### Stored data
┄┄┄┄┄┄┄┄┄┄┄┄┄┄┄┄┄┄┄┄
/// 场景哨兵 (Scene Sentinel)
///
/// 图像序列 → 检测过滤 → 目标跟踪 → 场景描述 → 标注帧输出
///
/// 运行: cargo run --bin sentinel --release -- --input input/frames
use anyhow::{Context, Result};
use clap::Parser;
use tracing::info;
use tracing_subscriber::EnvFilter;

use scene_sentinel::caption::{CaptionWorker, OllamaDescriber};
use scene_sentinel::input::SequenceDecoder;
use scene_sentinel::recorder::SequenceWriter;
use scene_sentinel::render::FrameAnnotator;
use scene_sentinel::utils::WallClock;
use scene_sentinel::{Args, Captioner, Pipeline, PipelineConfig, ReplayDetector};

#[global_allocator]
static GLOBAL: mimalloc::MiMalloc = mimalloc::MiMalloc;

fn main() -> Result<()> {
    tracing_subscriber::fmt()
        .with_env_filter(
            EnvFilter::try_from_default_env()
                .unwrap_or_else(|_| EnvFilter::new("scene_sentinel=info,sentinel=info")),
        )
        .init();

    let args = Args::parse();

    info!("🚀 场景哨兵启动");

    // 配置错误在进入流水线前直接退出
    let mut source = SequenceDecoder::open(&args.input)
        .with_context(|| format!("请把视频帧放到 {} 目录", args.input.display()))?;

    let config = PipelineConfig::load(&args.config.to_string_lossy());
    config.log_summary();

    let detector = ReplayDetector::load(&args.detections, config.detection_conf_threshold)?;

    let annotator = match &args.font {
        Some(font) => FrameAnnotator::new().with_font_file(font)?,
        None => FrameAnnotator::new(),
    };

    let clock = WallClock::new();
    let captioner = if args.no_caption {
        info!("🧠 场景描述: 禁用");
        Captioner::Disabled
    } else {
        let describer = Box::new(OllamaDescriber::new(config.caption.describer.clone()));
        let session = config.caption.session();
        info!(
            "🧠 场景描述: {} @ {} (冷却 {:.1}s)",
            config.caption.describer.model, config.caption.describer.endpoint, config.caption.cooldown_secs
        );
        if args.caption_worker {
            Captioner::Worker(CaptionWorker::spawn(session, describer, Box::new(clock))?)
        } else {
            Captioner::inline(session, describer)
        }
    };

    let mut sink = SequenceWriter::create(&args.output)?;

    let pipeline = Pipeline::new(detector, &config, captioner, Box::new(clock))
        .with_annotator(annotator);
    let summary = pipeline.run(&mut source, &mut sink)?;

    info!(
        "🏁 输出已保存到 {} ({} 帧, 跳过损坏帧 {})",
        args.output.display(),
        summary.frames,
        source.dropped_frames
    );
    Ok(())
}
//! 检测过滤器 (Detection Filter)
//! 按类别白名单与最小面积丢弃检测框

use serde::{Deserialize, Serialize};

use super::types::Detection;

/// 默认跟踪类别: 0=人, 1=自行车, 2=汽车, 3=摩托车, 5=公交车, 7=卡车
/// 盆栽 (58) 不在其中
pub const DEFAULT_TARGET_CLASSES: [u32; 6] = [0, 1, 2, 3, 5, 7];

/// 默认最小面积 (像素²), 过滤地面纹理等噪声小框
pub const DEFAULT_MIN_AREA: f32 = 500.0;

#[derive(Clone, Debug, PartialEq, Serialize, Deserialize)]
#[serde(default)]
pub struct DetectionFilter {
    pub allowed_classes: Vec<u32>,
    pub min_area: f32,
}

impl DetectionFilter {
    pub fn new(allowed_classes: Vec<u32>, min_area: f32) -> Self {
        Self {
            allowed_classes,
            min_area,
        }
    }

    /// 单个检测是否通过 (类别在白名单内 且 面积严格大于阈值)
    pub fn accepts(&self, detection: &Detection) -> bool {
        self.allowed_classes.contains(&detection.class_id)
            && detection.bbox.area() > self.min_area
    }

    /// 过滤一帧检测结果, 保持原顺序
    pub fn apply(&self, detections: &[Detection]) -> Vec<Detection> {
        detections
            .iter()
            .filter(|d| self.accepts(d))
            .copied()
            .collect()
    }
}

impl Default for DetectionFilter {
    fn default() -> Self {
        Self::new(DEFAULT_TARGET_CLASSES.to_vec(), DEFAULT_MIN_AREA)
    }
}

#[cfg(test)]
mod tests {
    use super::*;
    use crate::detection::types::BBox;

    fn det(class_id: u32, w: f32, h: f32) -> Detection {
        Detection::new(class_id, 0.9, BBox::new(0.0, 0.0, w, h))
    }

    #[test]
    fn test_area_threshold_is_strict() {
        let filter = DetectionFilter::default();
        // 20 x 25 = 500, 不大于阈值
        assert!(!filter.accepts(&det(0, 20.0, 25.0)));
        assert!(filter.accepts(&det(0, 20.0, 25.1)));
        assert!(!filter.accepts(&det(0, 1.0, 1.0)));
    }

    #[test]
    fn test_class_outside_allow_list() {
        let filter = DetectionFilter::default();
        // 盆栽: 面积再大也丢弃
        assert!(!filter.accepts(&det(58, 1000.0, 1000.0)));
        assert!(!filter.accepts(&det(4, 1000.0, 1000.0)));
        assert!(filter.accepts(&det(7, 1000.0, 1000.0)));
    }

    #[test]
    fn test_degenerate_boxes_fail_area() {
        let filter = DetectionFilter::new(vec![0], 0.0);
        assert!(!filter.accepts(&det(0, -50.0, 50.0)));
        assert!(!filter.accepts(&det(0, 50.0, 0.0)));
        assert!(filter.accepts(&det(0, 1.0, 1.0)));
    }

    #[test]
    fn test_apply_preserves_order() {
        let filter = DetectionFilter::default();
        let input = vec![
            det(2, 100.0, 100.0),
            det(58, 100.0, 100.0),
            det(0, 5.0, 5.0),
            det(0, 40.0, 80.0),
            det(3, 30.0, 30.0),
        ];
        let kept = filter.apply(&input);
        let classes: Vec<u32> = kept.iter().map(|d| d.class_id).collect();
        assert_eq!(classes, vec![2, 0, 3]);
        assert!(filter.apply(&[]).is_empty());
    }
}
┄┄┄┄┄┄┄┄┄┄┄┄┄┄┄┄┄┄┄┄
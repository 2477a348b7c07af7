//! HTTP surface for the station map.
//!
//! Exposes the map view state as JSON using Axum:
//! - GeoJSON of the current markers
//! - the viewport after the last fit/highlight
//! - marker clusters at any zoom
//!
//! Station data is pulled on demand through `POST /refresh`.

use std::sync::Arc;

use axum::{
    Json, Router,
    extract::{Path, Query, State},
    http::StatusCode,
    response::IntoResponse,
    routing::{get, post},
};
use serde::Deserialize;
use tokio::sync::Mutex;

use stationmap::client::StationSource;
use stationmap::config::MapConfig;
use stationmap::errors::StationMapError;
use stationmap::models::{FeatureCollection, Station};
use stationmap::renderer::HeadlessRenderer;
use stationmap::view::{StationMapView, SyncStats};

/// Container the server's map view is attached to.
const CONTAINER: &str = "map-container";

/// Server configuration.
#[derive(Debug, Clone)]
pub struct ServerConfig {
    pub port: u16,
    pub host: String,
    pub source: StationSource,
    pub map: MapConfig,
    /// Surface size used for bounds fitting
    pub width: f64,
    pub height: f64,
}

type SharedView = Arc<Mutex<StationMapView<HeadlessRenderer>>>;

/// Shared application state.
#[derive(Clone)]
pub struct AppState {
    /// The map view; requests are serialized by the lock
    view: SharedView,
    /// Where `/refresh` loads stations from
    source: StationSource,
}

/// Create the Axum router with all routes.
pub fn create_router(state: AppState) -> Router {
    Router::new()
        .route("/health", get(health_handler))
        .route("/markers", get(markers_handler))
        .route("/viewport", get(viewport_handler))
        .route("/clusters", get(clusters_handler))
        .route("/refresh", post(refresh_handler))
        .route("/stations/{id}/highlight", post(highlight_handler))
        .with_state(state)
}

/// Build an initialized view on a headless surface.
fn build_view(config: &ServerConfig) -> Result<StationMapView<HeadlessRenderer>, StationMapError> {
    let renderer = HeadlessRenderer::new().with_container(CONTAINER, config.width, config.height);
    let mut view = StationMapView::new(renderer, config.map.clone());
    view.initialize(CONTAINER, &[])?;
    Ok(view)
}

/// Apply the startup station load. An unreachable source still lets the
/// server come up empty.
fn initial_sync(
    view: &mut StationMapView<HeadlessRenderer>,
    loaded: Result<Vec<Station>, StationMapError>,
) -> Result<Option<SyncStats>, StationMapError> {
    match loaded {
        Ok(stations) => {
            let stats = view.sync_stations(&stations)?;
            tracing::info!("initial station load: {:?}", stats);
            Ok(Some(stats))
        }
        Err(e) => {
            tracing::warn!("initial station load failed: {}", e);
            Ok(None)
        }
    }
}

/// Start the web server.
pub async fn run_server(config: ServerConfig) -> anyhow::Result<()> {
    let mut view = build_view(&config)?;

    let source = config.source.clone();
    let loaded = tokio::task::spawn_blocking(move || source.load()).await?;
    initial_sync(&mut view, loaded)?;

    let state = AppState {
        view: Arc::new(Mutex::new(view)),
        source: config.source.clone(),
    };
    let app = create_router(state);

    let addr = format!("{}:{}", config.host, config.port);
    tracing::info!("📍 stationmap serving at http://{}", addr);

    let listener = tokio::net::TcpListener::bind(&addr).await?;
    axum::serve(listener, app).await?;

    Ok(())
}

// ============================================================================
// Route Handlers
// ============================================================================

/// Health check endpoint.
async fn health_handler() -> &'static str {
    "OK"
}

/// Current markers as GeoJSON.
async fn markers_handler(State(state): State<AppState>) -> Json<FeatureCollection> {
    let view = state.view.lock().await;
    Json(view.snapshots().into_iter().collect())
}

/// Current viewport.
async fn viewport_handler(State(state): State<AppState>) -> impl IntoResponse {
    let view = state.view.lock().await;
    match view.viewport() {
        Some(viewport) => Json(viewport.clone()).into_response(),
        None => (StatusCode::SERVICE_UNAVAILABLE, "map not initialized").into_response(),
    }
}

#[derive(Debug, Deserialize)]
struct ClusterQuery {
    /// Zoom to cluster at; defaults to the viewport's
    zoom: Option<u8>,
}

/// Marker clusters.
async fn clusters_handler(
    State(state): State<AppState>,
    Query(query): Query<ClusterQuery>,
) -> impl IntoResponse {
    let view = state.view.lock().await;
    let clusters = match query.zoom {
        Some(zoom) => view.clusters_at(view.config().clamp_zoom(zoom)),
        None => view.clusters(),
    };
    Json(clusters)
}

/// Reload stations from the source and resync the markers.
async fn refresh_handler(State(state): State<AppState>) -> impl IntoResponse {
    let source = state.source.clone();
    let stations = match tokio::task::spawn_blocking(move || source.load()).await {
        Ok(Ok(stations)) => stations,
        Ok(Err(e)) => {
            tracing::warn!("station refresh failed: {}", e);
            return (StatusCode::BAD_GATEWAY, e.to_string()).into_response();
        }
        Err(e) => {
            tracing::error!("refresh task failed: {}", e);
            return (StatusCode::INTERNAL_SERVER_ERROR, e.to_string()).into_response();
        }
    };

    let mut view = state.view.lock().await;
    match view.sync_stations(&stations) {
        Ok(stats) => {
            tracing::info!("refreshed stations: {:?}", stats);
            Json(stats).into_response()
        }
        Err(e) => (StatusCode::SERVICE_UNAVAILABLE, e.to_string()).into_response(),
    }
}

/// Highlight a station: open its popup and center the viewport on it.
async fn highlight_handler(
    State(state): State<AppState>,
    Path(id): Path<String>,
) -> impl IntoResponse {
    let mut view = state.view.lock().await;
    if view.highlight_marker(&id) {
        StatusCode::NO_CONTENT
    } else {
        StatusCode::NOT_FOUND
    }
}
┄┄┄┄┄┄┄┄┄┄┄┄┄┄┄┄┄┄┄┄
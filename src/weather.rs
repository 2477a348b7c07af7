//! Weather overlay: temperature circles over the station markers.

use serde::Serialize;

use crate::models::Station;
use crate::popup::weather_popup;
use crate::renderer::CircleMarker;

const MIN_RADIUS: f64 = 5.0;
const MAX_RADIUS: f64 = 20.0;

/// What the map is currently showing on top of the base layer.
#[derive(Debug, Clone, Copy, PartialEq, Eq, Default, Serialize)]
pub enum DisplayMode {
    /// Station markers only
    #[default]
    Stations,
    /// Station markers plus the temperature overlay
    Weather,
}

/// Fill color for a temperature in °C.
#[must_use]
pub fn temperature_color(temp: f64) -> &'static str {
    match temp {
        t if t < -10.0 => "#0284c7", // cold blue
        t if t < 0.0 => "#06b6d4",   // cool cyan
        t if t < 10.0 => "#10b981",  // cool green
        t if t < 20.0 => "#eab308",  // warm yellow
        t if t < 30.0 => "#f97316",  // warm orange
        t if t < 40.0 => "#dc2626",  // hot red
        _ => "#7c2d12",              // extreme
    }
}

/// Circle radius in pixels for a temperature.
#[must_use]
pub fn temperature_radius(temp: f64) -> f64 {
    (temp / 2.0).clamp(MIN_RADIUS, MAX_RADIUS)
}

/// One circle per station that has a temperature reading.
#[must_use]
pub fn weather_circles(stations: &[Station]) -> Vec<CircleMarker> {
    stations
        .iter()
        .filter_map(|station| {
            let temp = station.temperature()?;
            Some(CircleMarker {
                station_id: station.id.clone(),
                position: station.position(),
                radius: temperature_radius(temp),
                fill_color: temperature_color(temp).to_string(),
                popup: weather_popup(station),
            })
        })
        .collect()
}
┄┄┄┄┄┄┄┄┄┄┄┄┄┄┄┄┄┄┄┄
### Brief
Using the entries shown above, reproduce verbatim the lines from the line bearing "盆栽 (58) 不在其中" to the line bearing "use super::*;", inclusive.

### Problem solution
/// 盆栽 (58) 不在其中
pub const DEFAULT_TARGET_CLASSES: [u32; 6] = [0, 1, 2, 3, 5, 7];

/// 默认最小面积 (像素²), 过滤地面纹理等噪声小框
pub const DEFAULT_MIN_AREA: f32 = 500.0;

#[derive(Clone, Debug, PartialEq, Serialize, Deserialize)]
#[serde(default)]
pub struct DetectionFilter {
    pub allowed_classes: Vec<u32>,
    pub min_area: f32,
}

impl DetectionFilter {
    pub fn new(allowed_classes: Vec<u32>, min_area: f32) -> Self {
        Self {
            allowed_classes,
            min_area,
        }
    }

    /// 单个检测是否通过 (类别在白名单内 且 面积严格大于阈值)
    pub fn accepts(&self, detection: &Detection) -> bool {
        self.allowed_classes.contains(&detection.class_id)
            && detection.bbox.area() > self.min_area
    }

    /// 过滤一帧检测结果, 保持原顺序
    pub fn apply(&self, detections: &[Detection]) -> Vec<Detection> {
        detections
            .iter()
            .filter(|d| self.accepts(d))
            .copied()
            .collect()
    }
}

impl Default for DetectionFilter {
    fn default() -> Self {
        Self::new(DEFAULT_TARGET_CLASSES.to_vec(), DEFAULT_MIN_AREA)
    }
}

#[cfg(test)]
mod tests {
    use super::*;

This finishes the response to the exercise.